Instructions to follow → Select and copy out every line in the records containing "CfiCache".

Given data →

//! The CFI-driven unwinder: walks a thread's register state backwards
//! through the call stack, one frame at a time, using the CFA/register rules
//! [`crate::dwarf::CfiInfo`] resolves at each program counter.

use gimli::{CfaRule, RegisterRule};
use once_cell::sync::OnceCell;

use elfstack_common::{CpuFamily, Endianness};

use crate::dwarf::CfiInfo;
use crate::error::UnwindError;
use crate::process::{LoadedObject, Process, Registers};

/// Hard upper bound on frames produced per thread, guarding against a
/// corrupted or cyclic CFI program looping forever instead of terminating.
pub const MAX_FRAMES: usize = 4096;

/// One resolved stack frame: the program counter (already canonicalized to
/// the image's own addressing) and which loaded object it falls inside, if
/// any.
#[derive(Clone, Debug)]
pub struct Frame {
    /// Runtime program counter for this frame.
    pub pc: u64,
    /// Image-relative program counter, i.e. `pc` minus the owning object's
    /// load bias, suitable for symbol/DWARF lookups. `None` if `pc` did not
    /// fall inside any known loaded object.
    pub image_pc: Option<u64>,
    /// Index into the process's loaded-object list this frame belongs to.
    pub object_index: Option<usize>,
}

/// Produces the frame sequence for one thread, stopping at the first frame
/// whose pc has no CFI coverage, the cycle guard, or [`MAX_FRAMES`],
/// whichever comes first. Frames are yielded lazily: callers that only need
/// the top few frames never pay for unwinding the rest.
pub struct Unwinder<'p> {
    process: &'p Process,
    cfi_lookup: Box<dyn Fn(u64) -> Option<(&'p CfiInfo<'p>, i64)> + 'p>,
    registers: Registers,
    seen_cfas: Vec<u64>,
    done: bool,
    family: CpuFamily,
}

impl<'p> Unwinder<'p> {
    /// Creates an unwinder seeded with a thread's initial register state.
    ///
    /// `family` picks the DWARF register numbers for the instruction and
    /// stack pointer columns (§4.E step 5: "the return-address register in
    /// the caller's file becomes the caller's PC") — these differ by CPU
    /// family, not just by pointer width, so a family that isn't
    /// [`CpuFamily::Unknown`] is required to make any progress.
    ///
    /// `cfi_lookup` resolves a runtime pc to the [`CfiInfo`] covering it
    /// (found by locating the owning [`LoadedObject`] and its parsed
    /// `.eh_frame`/`.debug_frame`) together with that object's load bias.
    pub fn new(
        process: &'p Process,
        registers: Registers,
        family: CpuFamily,
        cfi_lookup: impl Fn(u64) -> Option<(&'p CfiInfo<'p>, i64)> + 'p,
    ) -> Self {
        Unwinder {
            process,
            cfi_lookup: Box::new(cfi_lookup),
            registers,
            seen_cfas: Vec::new(),
            done: false,
            family,
        }
    }

    fn step(&mut self) -> Result<Option<Frame>, UnwindError> {
        if self.done {
            return Ok(None);
        }

        let Some(ip_register) = self.family.ip_register_num() else {
            self.done = true;
            return Ok(None);
        };

        let pc = match self.registers.get(ip_register) {
            Some(pc) if pc != 0 => pc,
            _ => {
                self.done = true;
                return Ok(None);
            }
        };

        let (object_index, image_pc) = self.locate(pc);
        let frame = Frame { pc, image_pc, object_index };

        let Some((cfi, bias)) = (self.cfi_lookup)(pc) else {
            self.done = true;
            return Ok(Some(frame));
        };

        let section_pc = (pc as i64 - bias) as u64;
        let row = cfi.unwind_row(section_pc).map_err(UnwindError::from)?;

        let cfa = match row.cfa {
            CfaRule::RegisterAndOffset { register, offset } => {
                let base = self.registers.get(register.0).ok_or(UnwindError::NoUnwindInfo(pc))?;
                (base as i64 + offset) as u64
            }
            CfaRule::Expression(_) => return Err(UnwindError::NoUnwindInfo(pc)),
        };

        if self.seen_cfas.contains(&cfa) {
            self.done = true;
            return Ok(Some(frame));
        }
        self.seen_cfas.push(cfa);

        let pointer_size = self.family.pointer_size().unwrap_or(8);
        let sp_register = self.family.sp_register_num();
        let highest_register = sp_register.unwrap_or(ip_register).max(ip_register);

        let mut next = Registers::new();
        for dwarf_num in 0..=highest_register {
            let rule = row.register_rule(gimli::Register(dwarf_num));
            let value = match rule {
                RegisterRule::Undefined => continue,
                RegisterRule::SameValue => self.registers.get(dwarf_num),
                RegisterRule::Offset(offset) => {
                    let addr = (cfa as i64 + offset) as u64;
                    let mut buf = [0u8; 8];
                    self.process
                        .read_memory(addr, &mut buf[..pointer_size])
                        .ok()
                        .map(|_| u64::from_le_bytes(buf))
                }
                RegisterRule::ValOffset(offset) => Some((cfa as i64 + offset) as u64),
                RegisterRule::Register(other) => self.registers.get(other.0),
                _ => None,
            };
            if let Some(value) = value {
                next.set(dwarf_num, value);
            }
        }
        if let Some(sp_register) = sp_register {
            next.set(sp_register, cfa);
        }

        self.registers = next;
        Ok(Some(frame))
    }

    fn locate(&self, pc: u64) -> (Option<usize>, Option<u64>) {
        for (idx, object) in self.process.loaded_objects().iter().enumerate() {
            if object.contains(pc) {
                return (Some(idx), Some(object.to_file_address(pc)));
            }
        }
        (None, None)
    }
}

impl<'p> Iterator for Unwinder<'p> {
    type Item = Result<Frame, UnwindError>;

    fn next(&mut self) -> Option<Self::Item> {
        if self.seen_cfas.len() >= MAX_FRAMES {
            return None;
        }
        self.step().transpose()
    }
}

/// Finds the [`LoadedObject`] covering `pc`, if any.
pub fn find_object(process: &Process, pc: u64) -> Option<&LoadedObject> {
    process.loaded_objects().iter().find(|o| o.contains(pc))
}

/// Caches one [`CfiInfo`] per loaded object, preferring `.eh_frame` over
/// `.debug_frame`, so that unwinding many threads against the same process
/// only opens and parses each backing image's unwind section once.
///
/// A `CfiCache` borrows `process` for as long as it's kept around, and its
/// [`CfiCache::lookup`] method is built to be handed directly to
/// [`Unwinder::new`] as a `cfi_lookup` closure.
pub struct CfiCache<'p> {
    process: &'p Process,
    cache: Vec<OnceCell<Option<CfiInfo<'p>>>>,
}

impl<'p> CfiCache<'p> {
    /// Builds an (empty) cache sized to `process`'s current loaded-object
    /// list.
    pub fn new(process: &'p Process) -> Self {
        let cache = process.loaded_objects().iter().map(|_| OnceCell::new()).collect();
        CfiCache { process, cache }
    }

    /// Resolves `pc` to the [`CfiInfo`] covering it, plus the owning
    /// object's load bias.
    pub fn lookup(&self, pc: u64) -> Option<(&CfiInfo<'p>, i64)> {
        let (idx, object) =
            self.process.loaded_objects().iter().enumerate().find(|(_, o)| o.contains(pc))?;
        let slot = self.cache.get(idx)?;
        let cfi = slot.get_or_init(|| build_cfi_info(self.process, idx));
        cfi.as_ref().map(|info| (info, object.bias))
    }
}

fn build_cfi_info(process: &Process, index: usize) -> Option<CfiInfo<'_>> {
    let elf = process.elf_for(index)?;
    let address_size = elf.arch().pointer_size().unwrap_or(8) as u8;
    let endianness = if elf.is_little_endian() { Endianness::Little } else { Endianness::Big };

    if let Some((data, address)) = elf.unwind_section("eh_frame") {
        return Some(CfiInfo::from_eh_frame(data, address, 0, 0, address_size, endianness));
    }
    let (data, _) = elf.unwind_section("debug_frame")?;
    Some(CfiInfo::from_debug_frame(data, address_size, endianness))
}

#[cfg(test)]
mod tests {
    use super::*;

    #[test]
    fn max_frames_bound_is_reasonable() {
        assert_eq!(MAX_FRAMES, 4096);
    }
}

Completed exercise →
/// A `CfiCache` borrows `process` for as long as it's kept around, and its
/// [`CfiCache::lookup`] method is built to be handed directly to
pub struct CfiCache<'p> {
impl<'p> CfiCache<'p> {
        CfiCache { process, cache }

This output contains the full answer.